* **What to produce**
Report each line from the records where the string "exceeds" turns up.

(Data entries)
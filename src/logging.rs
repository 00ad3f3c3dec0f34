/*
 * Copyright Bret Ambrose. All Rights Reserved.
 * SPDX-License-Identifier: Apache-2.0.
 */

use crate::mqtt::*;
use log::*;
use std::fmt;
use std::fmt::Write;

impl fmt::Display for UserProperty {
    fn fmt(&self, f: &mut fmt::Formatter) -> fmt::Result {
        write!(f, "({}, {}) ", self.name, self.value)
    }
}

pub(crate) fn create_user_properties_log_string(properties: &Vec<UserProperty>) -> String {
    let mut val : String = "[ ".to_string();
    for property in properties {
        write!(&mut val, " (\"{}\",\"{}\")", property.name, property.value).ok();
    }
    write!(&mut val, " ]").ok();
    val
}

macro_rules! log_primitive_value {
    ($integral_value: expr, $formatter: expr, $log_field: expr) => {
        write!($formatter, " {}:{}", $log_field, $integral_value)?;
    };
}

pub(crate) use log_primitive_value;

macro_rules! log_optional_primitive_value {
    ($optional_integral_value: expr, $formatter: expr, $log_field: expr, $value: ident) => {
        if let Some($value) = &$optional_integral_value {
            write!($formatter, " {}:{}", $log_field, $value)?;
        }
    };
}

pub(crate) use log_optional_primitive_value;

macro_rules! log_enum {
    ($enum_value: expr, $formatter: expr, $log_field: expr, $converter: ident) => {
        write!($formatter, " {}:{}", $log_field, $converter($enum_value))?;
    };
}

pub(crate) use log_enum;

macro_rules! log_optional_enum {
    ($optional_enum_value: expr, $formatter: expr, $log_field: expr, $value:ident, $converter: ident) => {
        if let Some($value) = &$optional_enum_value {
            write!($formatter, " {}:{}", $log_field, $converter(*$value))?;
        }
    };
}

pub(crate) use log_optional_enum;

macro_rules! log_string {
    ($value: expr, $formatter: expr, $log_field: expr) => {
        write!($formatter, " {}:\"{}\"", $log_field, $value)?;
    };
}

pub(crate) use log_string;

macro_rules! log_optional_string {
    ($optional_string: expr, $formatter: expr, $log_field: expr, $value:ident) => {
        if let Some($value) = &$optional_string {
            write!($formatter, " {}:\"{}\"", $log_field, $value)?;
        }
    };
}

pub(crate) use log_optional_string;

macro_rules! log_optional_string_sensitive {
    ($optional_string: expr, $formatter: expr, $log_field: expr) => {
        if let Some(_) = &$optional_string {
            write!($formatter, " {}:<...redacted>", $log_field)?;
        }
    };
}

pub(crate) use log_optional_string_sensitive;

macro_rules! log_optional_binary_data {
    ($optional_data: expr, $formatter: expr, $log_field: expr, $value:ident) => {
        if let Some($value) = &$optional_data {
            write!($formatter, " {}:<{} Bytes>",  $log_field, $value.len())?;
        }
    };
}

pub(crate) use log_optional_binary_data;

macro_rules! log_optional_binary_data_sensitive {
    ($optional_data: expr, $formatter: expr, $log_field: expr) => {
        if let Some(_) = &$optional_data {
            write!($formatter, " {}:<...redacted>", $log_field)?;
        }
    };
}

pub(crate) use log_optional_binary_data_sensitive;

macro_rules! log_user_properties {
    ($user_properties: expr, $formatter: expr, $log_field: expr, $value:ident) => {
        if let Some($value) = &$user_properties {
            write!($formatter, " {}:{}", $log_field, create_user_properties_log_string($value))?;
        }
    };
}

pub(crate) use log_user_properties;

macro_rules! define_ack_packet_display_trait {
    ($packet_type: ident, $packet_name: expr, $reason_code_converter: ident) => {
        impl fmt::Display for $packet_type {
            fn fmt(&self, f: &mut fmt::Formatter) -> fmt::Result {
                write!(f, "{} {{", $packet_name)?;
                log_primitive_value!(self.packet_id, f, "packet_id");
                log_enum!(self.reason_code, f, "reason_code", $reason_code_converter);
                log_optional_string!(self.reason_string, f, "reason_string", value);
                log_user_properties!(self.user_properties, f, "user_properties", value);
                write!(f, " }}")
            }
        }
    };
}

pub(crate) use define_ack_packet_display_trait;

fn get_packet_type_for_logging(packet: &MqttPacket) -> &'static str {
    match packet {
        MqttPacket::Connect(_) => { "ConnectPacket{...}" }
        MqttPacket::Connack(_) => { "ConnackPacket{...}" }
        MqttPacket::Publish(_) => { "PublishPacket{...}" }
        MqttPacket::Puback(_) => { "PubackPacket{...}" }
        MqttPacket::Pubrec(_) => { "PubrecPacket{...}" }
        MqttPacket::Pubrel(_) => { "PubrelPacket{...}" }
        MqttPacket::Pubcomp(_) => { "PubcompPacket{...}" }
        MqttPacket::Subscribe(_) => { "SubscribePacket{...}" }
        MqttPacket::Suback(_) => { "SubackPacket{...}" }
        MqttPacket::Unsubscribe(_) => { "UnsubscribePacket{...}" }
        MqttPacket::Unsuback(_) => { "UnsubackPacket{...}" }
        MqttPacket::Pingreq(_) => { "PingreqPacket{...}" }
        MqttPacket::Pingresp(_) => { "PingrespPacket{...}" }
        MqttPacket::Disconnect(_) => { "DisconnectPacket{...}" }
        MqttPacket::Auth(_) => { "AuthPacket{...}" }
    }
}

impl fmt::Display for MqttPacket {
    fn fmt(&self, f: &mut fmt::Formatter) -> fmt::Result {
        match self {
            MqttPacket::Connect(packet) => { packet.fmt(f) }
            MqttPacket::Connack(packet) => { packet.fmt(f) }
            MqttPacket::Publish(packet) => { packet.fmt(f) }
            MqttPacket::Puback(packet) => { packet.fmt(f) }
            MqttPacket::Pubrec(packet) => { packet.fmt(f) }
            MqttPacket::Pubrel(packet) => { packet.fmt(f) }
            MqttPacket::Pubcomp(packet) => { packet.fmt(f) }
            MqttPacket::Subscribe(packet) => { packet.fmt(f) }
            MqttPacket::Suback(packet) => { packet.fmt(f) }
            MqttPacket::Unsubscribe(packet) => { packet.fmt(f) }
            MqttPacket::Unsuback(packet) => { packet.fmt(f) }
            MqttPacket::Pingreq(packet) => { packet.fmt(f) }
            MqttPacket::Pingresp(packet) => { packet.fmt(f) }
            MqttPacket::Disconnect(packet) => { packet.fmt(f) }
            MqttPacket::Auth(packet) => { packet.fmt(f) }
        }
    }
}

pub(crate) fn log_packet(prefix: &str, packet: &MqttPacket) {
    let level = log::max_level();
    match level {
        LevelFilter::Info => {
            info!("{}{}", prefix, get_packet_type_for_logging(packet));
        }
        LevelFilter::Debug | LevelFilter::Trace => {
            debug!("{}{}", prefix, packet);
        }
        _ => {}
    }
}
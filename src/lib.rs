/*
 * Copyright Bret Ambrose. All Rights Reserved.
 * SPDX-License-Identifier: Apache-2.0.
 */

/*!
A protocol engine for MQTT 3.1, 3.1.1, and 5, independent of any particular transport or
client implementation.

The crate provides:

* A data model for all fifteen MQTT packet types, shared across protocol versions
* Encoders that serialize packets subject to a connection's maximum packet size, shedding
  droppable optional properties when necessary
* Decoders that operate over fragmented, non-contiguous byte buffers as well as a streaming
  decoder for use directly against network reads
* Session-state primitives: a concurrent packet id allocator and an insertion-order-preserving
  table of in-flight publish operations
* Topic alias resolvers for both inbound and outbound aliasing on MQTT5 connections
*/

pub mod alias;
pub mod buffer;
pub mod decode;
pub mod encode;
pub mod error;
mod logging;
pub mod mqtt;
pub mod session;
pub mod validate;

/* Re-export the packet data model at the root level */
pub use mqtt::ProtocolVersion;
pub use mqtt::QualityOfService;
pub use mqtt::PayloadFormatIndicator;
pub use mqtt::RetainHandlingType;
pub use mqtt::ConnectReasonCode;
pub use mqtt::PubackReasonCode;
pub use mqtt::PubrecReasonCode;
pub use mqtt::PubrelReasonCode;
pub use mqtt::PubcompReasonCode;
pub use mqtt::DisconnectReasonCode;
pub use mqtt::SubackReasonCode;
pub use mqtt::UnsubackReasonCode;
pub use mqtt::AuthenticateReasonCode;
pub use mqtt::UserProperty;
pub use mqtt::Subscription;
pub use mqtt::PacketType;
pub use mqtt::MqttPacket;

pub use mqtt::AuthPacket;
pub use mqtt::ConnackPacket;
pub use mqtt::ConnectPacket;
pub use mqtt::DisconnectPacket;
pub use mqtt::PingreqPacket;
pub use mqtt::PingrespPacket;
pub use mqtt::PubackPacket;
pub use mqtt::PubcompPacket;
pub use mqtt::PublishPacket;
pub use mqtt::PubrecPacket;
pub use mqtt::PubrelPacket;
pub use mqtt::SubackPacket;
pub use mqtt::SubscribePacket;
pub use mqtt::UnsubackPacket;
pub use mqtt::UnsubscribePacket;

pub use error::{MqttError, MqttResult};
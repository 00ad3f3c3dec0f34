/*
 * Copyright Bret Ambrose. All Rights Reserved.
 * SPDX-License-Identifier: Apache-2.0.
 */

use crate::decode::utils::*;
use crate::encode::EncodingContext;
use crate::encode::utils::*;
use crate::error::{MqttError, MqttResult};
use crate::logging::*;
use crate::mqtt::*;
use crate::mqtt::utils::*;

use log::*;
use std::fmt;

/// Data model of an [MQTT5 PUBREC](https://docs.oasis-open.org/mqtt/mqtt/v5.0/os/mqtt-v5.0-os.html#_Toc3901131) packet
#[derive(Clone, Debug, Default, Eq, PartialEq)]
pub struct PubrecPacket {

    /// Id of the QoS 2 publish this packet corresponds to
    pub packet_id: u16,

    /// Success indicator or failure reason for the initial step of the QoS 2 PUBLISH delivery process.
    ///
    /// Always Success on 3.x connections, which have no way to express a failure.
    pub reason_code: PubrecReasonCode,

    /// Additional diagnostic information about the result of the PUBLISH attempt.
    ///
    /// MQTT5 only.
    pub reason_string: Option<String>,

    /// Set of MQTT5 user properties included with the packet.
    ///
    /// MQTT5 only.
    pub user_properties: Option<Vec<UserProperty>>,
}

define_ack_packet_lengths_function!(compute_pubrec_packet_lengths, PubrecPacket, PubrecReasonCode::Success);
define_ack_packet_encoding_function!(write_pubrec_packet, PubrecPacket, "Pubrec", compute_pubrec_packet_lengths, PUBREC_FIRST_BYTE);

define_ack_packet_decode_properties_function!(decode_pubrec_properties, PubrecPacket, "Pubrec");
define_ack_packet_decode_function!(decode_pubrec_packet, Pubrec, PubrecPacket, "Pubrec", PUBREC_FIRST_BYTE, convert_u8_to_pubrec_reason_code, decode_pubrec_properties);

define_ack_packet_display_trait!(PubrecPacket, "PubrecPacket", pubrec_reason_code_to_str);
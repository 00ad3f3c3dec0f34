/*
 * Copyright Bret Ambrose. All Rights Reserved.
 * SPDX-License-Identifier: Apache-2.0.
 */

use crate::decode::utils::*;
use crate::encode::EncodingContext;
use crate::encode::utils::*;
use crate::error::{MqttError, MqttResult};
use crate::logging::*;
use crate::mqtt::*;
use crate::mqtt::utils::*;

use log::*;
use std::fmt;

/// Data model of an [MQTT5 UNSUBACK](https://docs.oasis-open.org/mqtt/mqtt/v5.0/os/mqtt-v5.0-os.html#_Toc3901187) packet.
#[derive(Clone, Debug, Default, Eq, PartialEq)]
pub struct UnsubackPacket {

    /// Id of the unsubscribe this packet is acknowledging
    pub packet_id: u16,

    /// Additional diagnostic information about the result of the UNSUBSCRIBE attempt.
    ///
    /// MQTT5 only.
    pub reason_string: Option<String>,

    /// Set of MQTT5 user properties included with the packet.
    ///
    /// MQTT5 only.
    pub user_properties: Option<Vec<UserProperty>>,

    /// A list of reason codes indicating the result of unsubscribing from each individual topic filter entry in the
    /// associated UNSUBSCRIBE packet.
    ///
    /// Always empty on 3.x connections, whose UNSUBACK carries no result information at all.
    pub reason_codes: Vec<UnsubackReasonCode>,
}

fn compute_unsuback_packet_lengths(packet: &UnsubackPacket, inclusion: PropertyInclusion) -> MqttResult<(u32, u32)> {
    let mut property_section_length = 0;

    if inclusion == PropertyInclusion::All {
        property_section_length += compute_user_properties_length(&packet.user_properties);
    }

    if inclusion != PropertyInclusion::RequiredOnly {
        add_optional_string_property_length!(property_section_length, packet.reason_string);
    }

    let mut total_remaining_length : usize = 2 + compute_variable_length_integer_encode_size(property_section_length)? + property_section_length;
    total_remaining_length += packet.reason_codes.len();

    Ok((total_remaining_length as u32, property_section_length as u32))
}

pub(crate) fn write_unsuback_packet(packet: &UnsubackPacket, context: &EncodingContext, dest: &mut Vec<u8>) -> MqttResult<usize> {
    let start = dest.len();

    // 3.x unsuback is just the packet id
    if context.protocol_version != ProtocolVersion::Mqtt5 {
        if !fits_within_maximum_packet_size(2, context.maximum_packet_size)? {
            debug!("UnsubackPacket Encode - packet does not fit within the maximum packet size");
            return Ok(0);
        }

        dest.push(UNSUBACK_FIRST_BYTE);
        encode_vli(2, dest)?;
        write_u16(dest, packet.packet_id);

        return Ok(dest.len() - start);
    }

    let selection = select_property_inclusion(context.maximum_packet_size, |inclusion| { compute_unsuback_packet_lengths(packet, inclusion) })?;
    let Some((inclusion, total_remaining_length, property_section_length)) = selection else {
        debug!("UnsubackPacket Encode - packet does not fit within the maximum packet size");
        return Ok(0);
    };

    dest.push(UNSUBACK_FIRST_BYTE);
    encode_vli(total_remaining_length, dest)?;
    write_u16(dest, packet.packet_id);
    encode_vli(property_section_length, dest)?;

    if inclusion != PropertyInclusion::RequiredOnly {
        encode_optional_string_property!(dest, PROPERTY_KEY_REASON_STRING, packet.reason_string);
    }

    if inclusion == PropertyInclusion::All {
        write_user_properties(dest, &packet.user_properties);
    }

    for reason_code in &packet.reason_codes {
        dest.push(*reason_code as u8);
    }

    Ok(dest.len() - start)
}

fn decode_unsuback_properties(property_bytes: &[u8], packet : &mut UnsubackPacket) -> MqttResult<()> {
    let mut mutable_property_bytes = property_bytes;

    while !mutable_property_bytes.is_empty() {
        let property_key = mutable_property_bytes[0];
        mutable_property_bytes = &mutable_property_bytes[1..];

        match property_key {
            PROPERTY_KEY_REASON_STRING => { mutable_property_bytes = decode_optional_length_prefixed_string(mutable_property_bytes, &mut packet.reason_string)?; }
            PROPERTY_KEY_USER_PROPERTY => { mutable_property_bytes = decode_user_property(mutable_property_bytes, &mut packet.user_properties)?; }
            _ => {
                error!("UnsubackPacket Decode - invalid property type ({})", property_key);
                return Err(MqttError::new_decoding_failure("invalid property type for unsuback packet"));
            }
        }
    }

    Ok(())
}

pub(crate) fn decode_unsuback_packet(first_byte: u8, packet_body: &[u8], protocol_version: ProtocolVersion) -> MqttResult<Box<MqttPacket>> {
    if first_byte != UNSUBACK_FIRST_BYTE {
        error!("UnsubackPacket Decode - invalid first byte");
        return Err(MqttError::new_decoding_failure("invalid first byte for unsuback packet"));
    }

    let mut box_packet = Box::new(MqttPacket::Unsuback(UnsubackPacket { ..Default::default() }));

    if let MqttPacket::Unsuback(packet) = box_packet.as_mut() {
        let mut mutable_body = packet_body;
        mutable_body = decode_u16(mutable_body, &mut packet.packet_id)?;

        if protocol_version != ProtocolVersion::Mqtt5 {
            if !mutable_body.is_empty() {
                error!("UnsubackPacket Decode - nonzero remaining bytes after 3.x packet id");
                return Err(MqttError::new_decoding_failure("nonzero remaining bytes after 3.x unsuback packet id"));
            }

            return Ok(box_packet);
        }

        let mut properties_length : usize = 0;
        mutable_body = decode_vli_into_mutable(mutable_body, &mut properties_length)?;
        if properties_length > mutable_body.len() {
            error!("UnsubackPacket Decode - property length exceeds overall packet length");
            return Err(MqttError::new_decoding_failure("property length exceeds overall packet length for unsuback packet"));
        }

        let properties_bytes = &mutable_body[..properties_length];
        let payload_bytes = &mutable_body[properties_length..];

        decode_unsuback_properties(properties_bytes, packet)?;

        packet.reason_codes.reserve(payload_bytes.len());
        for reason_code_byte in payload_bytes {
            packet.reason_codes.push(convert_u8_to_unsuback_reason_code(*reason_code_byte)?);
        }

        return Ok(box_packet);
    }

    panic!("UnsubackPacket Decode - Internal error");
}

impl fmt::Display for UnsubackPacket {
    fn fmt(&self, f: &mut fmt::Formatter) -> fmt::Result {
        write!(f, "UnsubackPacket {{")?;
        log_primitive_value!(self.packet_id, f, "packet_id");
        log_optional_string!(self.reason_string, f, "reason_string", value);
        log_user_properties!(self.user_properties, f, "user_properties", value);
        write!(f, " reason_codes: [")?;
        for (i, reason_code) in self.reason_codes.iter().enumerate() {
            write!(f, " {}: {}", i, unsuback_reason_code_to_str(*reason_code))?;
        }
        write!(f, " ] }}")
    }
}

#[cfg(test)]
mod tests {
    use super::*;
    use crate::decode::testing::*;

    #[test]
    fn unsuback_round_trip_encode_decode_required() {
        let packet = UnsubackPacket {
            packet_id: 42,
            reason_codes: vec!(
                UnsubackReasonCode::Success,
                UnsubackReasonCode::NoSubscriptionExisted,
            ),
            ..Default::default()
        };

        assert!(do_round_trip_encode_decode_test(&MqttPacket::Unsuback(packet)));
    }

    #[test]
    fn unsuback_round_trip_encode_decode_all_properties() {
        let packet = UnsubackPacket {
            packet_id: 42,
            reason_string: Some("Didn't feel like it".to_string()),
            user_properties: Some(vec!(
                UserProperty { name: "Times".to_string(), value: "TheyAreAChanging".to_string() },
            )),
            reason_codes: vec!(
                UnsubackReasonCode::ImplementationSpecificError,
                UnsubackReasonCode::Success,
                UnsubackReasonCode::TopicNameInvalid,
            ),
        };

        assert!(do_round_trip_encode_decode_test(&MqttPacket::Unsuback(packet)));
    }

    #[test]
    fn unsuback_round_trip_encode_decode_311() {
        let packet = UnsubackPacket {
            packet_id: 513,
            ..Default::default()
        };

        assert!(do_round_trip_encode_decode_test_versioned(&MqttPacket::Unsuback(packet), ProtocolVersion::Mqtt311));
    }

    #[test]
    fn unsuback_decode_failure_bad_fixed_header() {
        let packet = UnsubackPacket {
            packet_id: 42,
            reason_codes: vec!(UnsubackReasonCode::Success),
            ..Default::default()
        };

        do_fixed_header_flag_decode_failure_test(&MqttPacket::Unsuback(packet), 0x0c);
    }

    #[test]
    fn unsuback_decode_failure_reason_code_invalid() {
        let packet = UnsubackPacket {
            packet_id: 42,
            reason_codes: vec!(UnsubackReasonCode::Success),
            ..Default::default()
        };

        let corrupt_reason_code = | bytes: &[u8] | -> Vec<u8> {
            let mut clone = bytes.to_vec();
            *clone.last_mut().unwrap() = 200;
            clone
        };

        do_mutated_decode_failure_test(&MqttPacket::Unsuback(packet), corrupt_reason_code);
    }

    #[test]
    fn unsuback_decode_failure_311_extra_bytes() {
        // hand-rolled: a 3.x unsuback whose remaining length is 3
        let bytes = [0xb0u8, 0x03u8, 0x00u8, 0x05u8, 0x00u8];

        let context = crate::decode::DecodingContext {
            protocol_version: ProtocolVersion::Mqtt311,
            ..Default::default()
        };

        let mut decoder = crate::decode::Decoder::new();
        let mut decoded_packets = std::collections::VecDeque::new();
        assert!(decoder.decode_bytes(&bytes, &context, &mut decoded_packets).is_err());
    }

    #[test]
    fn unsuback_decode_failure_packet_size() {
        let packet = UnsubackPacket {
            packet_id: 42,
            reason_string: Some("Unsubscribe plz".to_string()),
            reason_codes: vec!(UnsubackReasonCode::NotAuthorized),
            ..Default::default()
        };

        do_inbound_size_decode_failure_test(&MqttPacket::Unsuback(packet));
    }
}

* **Reply to the exercise**
            error!("UnsubackPacket Decode - property length exceeds overall packet length");
            return Err(MqttError::new_decoding_failure("property length exceeds overall packet length for unsuback packet"));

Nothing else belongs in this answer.